Key Points
- Nvidia recorded second-quarter earnings surpassing expectations, with revenue increasing by 56% year-over-year.
- The company’s shares dipped by 1.7% during after-hours trading, while cryptocurrency prices remained largely unchanged.
- Bitcoin, ether, and XRP exhibited some volatility following the earnings news but saw minimal overall change.
Nvidia (NVDA) announced better-than-expected earnings for Q2 on Wednesday, achieving a revenue of $46.7 billion, reflecting a 56% rise from the previous year. This performance emphasizes the company’s crucial position in the AI sector, with demand for its advanced chips appearing robust.

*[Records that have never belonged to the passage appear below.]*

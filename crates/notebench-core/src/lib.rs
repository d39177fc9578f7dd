pub mod error;
pub mod harness;
pub mod report;
pub mod run;
pub mod scenario;

pub use error::NotebenchError;
// ---------------------------------------------------------------------------
// Public entry points
// ---------------------------------------------------------------------------

/// Load one run from its directory: the stats-history CSV (required) and the
/// resource-usage CSV (optional; an absent file yields an empty series).
pub fn load_run(dir: &Path, name: impl Into<String>) -> Result<Run, NotebenchError> {
    let name = name.into();
    let metrics = load_metrics(&dir.join(STATS_HISTORY_FILE))?;

    let resource_path = dir.join(RESOURCE_USAGE_FILE);
    let resources = if resource_path.exists() {
        load_resources(&resource_path)?
    } else {
        info!(run = %name, "no resource-usage file, skipping CPU/memory series");
        Vec::new()
    };

    Ok(Run {
        name,
        dir: dir.to_path_buf(),
        metrics,
        resources,
    })
}

/// Load and post-process a stats-history CSV: rows sorted by raw timestamp,
/// elapsed seconds relative to the earliest sample, and the derived
/// responses-per-second column populated.
pub fn load_metrics(path: &Path) -> Result<Vec<MetricRow>, NotebenchError> {
    if !path.exists() {
        return Err(NotebenchError::MissingFile(path.display().to_string()));
    }
    let content = fs::read_to_string(path)?;
    let label = path.display().to_string();
    let mut rows = parse_metrics(&label, &content)?;

    rows.sort_by_key(|r| r.timestamp);
    apply_elapsed(&mut rows);
    derive_response_rates(&mut rows);

    info!(file = %label, rows = rows.len(), "loaded stats history");
    Ok(rows)
}

/// Load a resource-usage CSV, rows sorted by raw timestamp.
pub fn load_resources(path: &Path) -> Result<Vec<ResourceRow>, NotebenchError> {
    if !path.exists() {
        return Err(NotebenchError::MissingFile(path.display().to_string()));
    }
    let content = fs::read_to_string(path)?;
    let label = path.display().to_string();
    let mut rows = parse_resources(&label, &content)?;

    rows.sort_by_key(|r| r.timestamp);
    info!(file = %label, rows = rows.len(), "loaded resource usage");
    Ok(rows)
}

// ---------------------------------------------------------------------------
// CSV parsing
// ---------------------------------------------------------------------------

fn parse_metrics(file: &str, content: &str) -> Result<Vec<MetricRow>, NotebenchError> {
    let mut reader = csv::ReaderBuilder::new()
        .has_headers(true)
        .flexible(true)
        .from_reader(content.as_bytes());

    let headers: Vec<String> = reader
        .headers()?
        .iter()
        .map(|h| h.trim().to_string())
        .collect();

    let idx_timestamp = header_index(&headers, file, COL_TIMESTAMP)?;
    let idx_rps = header_index(&headers, file, COL_REQUESTS_PER_SEC)?;
    let idx_fps = header_index(&headers, file, COL_FAILURES_PER_SEC)?;
    let idx_p50 = header_index(&headers, file, COL_P50)?;
    let idx_p75 = header_index(&headers, file, COL_P75)?;
    let idx_p99 = header_index(&headers, file, COL_P99)?;
    let idx_total_req = header_index(&headers, file, COL_TOTAL_REQUESTS)?;
    let idx_total_fail = header_index(&headers, file, COL_TOTAL_FAILURES)?;
    let idx_mean_resp = header_index(&headers, file, COL_MEAN_RESPONSE)?;
    let idx_users = header_index(&headers, file, COL_USER_COUNT)?;
    let idx_content = header_index(&headers, file, COL_CONTENT_SIZE)?;

    let mut rows = Vec::new();
    let mut skipped = 0usize;
    for (line, result) in reader.records().enumerate() {
        let record = result?;

        let timestamp = match field(&record, idx_timestamp).parse::<i64>() {
            Ok(ts) => ts,
            Err(_) => {
                warn!(
                    file = %file,
                    row = line + 1,
                    value = field(&record, idx_timestamp),
                    "skipping row with unparsable timestamp"
                );
                skipped += 1;
                continue;
            }
        };
        let total_requests = match field(&record, idx_total_req).parse::<u64>() {
            Ok(n) => n,
            Err(_) => {
                warn!(file = %file, row = line + 1, "skipping row with unparsable request count");
                skipped += 1;
                continue;
            }
        };
        let total_failures = match field(&record, idx_total_fail).parse::<u64>() {
            Ok(n) => n,
            Err(_) => {
                warn!(file = %file, row = line + 1, "skipping row with unparsable failure count");
                skipped += 1;
                continue;
            }
        };
        let user_count = field(&record, idx_users).parse::<u64>().unwrap_or(0);

        rows.push(MetricRow {
            timestamp,
            elapsed_secs: 0.0,
            requests_per_sec: parse_opt_f64(field(&record, idx_rps)),
            failures_per_sec: parse_opt_f64(field(&record, idx_fps)),
            p50_ms: parse_opt_f64(field(&record, idx_p50)),
            p75_ms: parse_opt_f64(field(&record, idx_p75)),
            p99_ms: parse_opt_f64(field(&record, idx_p99)),
            total_requests,
            total_failures,
            mean_response_ms: parse_opt_f64(field(&record, idx_mean_resp)),
            user_count,
            mean_content_size: parse_opt_f64(field(&record, idx_content)),
            responses_per_sec: None,
        });
    }

    if skipped > 0 {
        warn!(file = %file, skipped, "skipped malformed stats rows");
    }
    Ok(rows)
}

fn parse_resources(file: &str, content: &str) -> Result<Vec<ResourceRow>, NotebenchError> {
    let mut reader = csv::ReaderBuilder::new()
        .has_headers(true)
        .flexible(true)
        .from_reader(content.as_bytes());

    let headers: Vec<String> = reader
        .headers()?
        .iter()
        .map(|h| h.trim().to_string())
        .collect();

    let idx_timestamp = header_index(&headers, file, COL_RES_TIMESTAMP)?;
    let idx_bench_cpu = header_index(&headers, file, COL_RES_BENCH_CPU)?;
    let idx_bench_mem = header_index(&headers, file, COL_RES_BENCH_MEM)?;
    let idx_db_cpu = header_index(&headers, file, COL_RES_DB_CPU)?;
    let idx_db_mem = header_index(&headers, file, COL_RES_DB_MEM)?;

    let mut rows = Vec::new();
    let mut skipped = 0usize;
    for (line, result) in reader.records().enumerate() {
        let record = result?;

        let parsed = (
            field(&record, idx_timestamp).parse::<i64>().ok(),
            parse_pct(field(&record, idx_bench_cpu)),
            parse_opt_f64(field(&record, idx_bench_mem)),
            parse_pct(field(&record, idx_db_cpu)),
            parse_opt_f64(field(&record, idx_db_mem)),
        );
        match parsed {
            (Some(timestamp), Some(benchmark_cpu_pct), Some(benchmark_mem_mb), Some(db_cpu_pct), Some(db_mem_mb)) => {
                rows.push(ResourceRow {
                    timestamp,
                    benchmark_cpu_pct,
                    benchmark_mem_mb,
                    db_cpu_pct,
                    db_mem_mb,
                });
            }
            _ => {
                warn!(file = %file, row = line + 1, "skipping malformed resource row");
                skipped += 1;
            }
        }
    }

    if skipped > 0 {
        warn!(file = %file, skipped, "skipped malformed resource rows");
    }
    Ok(rows)
}

// ---------------------------------------------------------------------------
// Derived columns
// ---------------------------------------------------------------------------

/// Rewrite `elapsed_secs` relative to the earliest timestamp. Rows must
/// already be sorted ascending, so the first row's elapsed time is 0.
fn apply_elapsed(rows: &mut [MetricRow]) {
    let Some(start) = rows.first().map(|r| r.timestamp) else {
        return;
    };
    for row in rows.iter_mut() {
        row.elapsed_secs = (row.timestamp - start) as f64;
    }
}

/// Populate `responses_per_sec` from consecutive cumulative request counts.
///
/// The first row has no prior sample and gets 0; later rows whose
/// elapsed-time delta is zero get a missing value instead of an infinite
/// rate.
fn derive_response_rates(rows: &mut [MetricRow]) {
    for i in 0..rows.len() {
        rows[i].responses_per_sec = if i == 0 {
            Some(0.0)
        } else {
            let dt = rows[i].elapsed_secs - rows[i - 1].elapsed_secs;
            let dn = rows[i].total_requests as f64 - rows[i - 1].total_requests as f64;
            if dt > 0.0 {
                Some(dn / dt)
            } else {
                None
            }
        };
    }
}

// ---------------------------------------------------------------------------
// Field helpers
// ---------------------------------------------------------------------------

fn header_index(headers: &[String], file: &str, column: &str) -> Result<usize, NotebenchError> {
    headers
        .iter()
        .position(|h| h == column)
        .ok_or_else(|| NotebenchError::MissingColumn {
            file: file.to_string(),
            column: column.to_string(),
        })
}

fn field<'a>(record: &'a csv::StringRecord, idx: usize) -> &'a str {
    record.get(idx).unwrap_or("").trim()
}

/// Parse an optional numeric field. Empty cells and the "N/A" marker the
/// load generator writes for empty windows become missing values, as do
/// non-finite results.
fn parse_opt_f64(s: &str) -> Option<f64> {
    if s.is_empty() || s.eq_ignore_ascii_case("n/a") {
        return None;
    }
    match s.parse::<f64>() {
        Ok(v) if v.is_finite() => Some(v),
        Ok(_) => None,
        Err(_) => {
            debug!(value = s, "unparsable numeric field treated as missing");
            None
        }
    }
}

/// Parse a CPU field of the form `"42.5%"` (the trailing `%` is optional).
fn parse_pct(s: &str) -> Option<f64> {
    parse_opt_f64(s.trim_end_matches('%').trim_end())
}
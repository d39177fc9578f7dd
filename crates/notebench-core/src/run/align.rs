use crate::run::model::{AlignedRow, MetricRow, ResourceRow};

// ---------------------------------------------------------------------------
// Cross-run aligner
// ---------------------------------------------------------------------------

/// Attach to each metric row the latest resource sample taken strictly
/// before it.
///
/// Both inputs must be sorted ascending by raw timestamp (the loader
/// guarantees this). A single forward pointer walks the resource series once,
/// so the pass is linear in the combined length of the two inputs. A resource
/// sample with a timestamp equal to the metric row's does not count as
/// preceding, and rows before every resource sample keep absent resource
/// fields; nothing is ever back-filled from a later sample.
pub fn align(metrics: &[MetricRow], resources: &[ResourceRow]) -> Vec<AlignedRow> {
    let mut aligned = Vec::with_capacity(metrics.len());
    let mut next = 0usize;
    let mut current: Option<&ResourceRow> = None;

    for metric in metrics {
        while next < resources.len() && resources[next].timestamp < metric.timestamp {
            current = Some(&resources[next]);
            next += 1;
        }

        aligned.push(match current {
            Some(res) => AlignedRow {
                metric: metric.clone(),
                resource_timestamp: Some(res.timestamp),
                benchmark_cpu_pct: Some(res.benchmark_cpu_pct),
                benchmark_mem_mb: Some(res.benchmark_mem_mb),
                db_cpu_pct: Some(res.db_cpu_pct),
                db_mem_mb: Some(res.db_mem_mb),
            },
            None => AlignedRow {
                metric: metric.clone(),
                resource_timestamp: None,
                benchmark_cpu_pct: None,
                benchmark_mem_mb: None,
                db_cpu_pct: None,
                db_mem_mb: None,
            },
        });
    }

    aligned
}

// ---------------------------------------------------------------------------
// Tests
// ---------------------------------------------------------------------------

#[cfg(test)]
mod tests {
    use super::*;

    fn make_metric(timestamp: i64) -> MetricRow {
        MetricRow {
            timestamp,
            elapsed_secs: 0.0,
            requests_per_sec: Some(1.0),
            failures_per_sec: Some(0.0),
            p50_ms: Some(10.0),
            p75_ms: Some(20.0),
            p99_ms: Some(30.0),
            total_requests: 1,
            total_failures: 0,
            mean_response_ms: Some(12.0),
            user_count: 5,
            mean_content_size: Some(100.0),
            responses_per_sec: Some(0.0),
        }
    }

    fn make_resource(timestamp: i64, cpu: f64) -> ResourceRow {
        ResourceRow {
            timestamp,
            benchmark_cpu_pct: cpu,
            benchmark_mem_mb: 128.0,
            db_cpu_pct: cpu / 10.0,
            db_mem_mb: 256.0,
        }
    }

    #[test]
    fn attaches_the_nearest_preceding_sample() {
        let metrics = vec![make_metric(100), make_metric(110)];
        let resources = vec![
            make_resource(95, 10.0),
            make_resource(105, 20.0),
            make_resource(120, 30.0),
        ];
        let aligned = align(&metrics, &resources);
        assert_eq!(aligned[0].resource_timestamp, Some(95));
        assert_eq!(aligned[0].benchmark_cpu_pct, Some(10.0));
        assert_eq!(aligned[1].resource_timestamp, Some(105));
        assert_eq!(aligned[1].benchmark_cpu_pct, Some(20.0));
    }

    #[test]
    fn no_preceding_sample_leaves_resource_fields_absent() {
        let metrics = vec![make_metric(100)];
        let resources = vec![make_resource(100, 10.0), make_resource(150, 20.0)];
        let aligned = align(&metrics, &resources);
        // A later sample never back-fills.
        assert_eq!(aligned[0].resource_timestamp, None);
        assert_eq!(aligned[0].benchmark_cpu_pct, None);
    }

    #[test]
    fn equal_timestamps_do_not_match() {
        let metrics = vec![make_metric(100), make_metric(105)];
        let resources = vec![make_resource(100, 10.0), make_resource(105, 20.0)];
        let aligned = align(&metrics, &resources);
        assert_eq!(aligned[0].resource_timestamp, None);
        // At t=105 the strictly earlier t=100 sample wins, not the tied one.
        assert_eq!(aligned[1].resource_timestamp, Some(100));
        assert_eq!(aligned[1].benchmark_cpu_pct, Some(10.0));
    }

    #[test]
    fn attached_timestamps_are_strictly_earlier() {
        let metrics: Vec<MetricRow> = (0..20).map(|i| make_metric(100 + i * 3)).collect();
        let resources: Vec<ResourceRow> =
            (0..20).map(|i| make_resource(99 + i * 4, i as f64)).collect();
        for row in align(&metrics, &resources) {
            if let Some(rts) = row.resource_timestamp {
                assert!(rts < row.metric.timestamp);
            }
        }
    }

    #[test]
    fn alignment_is_idempotent() {
        let metrics = vec![make_metric(100), make_metric(104), make_metric(108)];
        let resources = vec![make_resource(99, 10.0), make_resource(103, 20.0)];
        let first = align(&metrics, &resources);
        let second = align(&metrics, &resources);
        assert_eq!(first, second);
    }

    #[test]
    fn one_sample_can_serve_several_metric_rows() {
        let metrics = vec![make_metric(100), make_metric(102), make_metric(104)];
        let resources = vec![make_resource(99, 42.0)];
        let aligned = align(&metrics, &resources);
        for row in &aligned {
            assert_eq!(row.resource_timestamp, Some(99));
            assert_eq!(row.benchmark_cpu_pct, Some(42.0));
        }
    }

    #[test]
    fn empty_resource_series_aligns_to_all_absent() {
        let metrics = vec![make_metric(100), make_metric(102)];
        let aligned = align(&metrics, &[]);
        assert_eq!(aligned.len(), 2);
        assert!(aligned.iter().all(|r| r.benchmark_cpu_pct.is_none()));
    }

    #[test]
    fn empty_metrics_align_to_nothing() {
        let resources = vec![make_resource(99, 42.0)];
        assert!(align(&[], &resources).is_empty());
    }

    #[test]
    fn row_count_matches_metric_count() {
        let metrics: Vec<MetricRow> = (0..7).map(|i| make_metric(100 + i)).collect();
        let resources: Vec<ResourceRow> = (0..3).map(|i| make_resource(90 + i, 1.0)).collect();
        assert_eq!(align(&metrics, &resources).len(), metrics.len());
    }
}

Following this report, Nvidia’s share price declined by 1.7%, as analysts noted slightly weaker data center revenue of $41.1 billion, which was below the expected $41.29 billion.
Tokens related to AI, such as Internet Computer (ICP), TAO, and others, reacted minimally to the news, remaining virtually flat compared to prices before the earnings report. Bitcoin (BTC), ether (ETH), and XRP initially dipped on the news but quickly recovered, showing little overall net movement post-earnings.
Market watchers will closely analyze Nvidia’s forward-looking statements, particularly regarding chip orders from major firms like Microsoft, Meta, and Amazon. Additionally, there is keen interest in updates about the company’s advanced chip development for China amidst U.S. export restrictions.
Nvidia is set to conduct its earnings conference call at 5 p.m. ET, where executives will answer questions from analysts.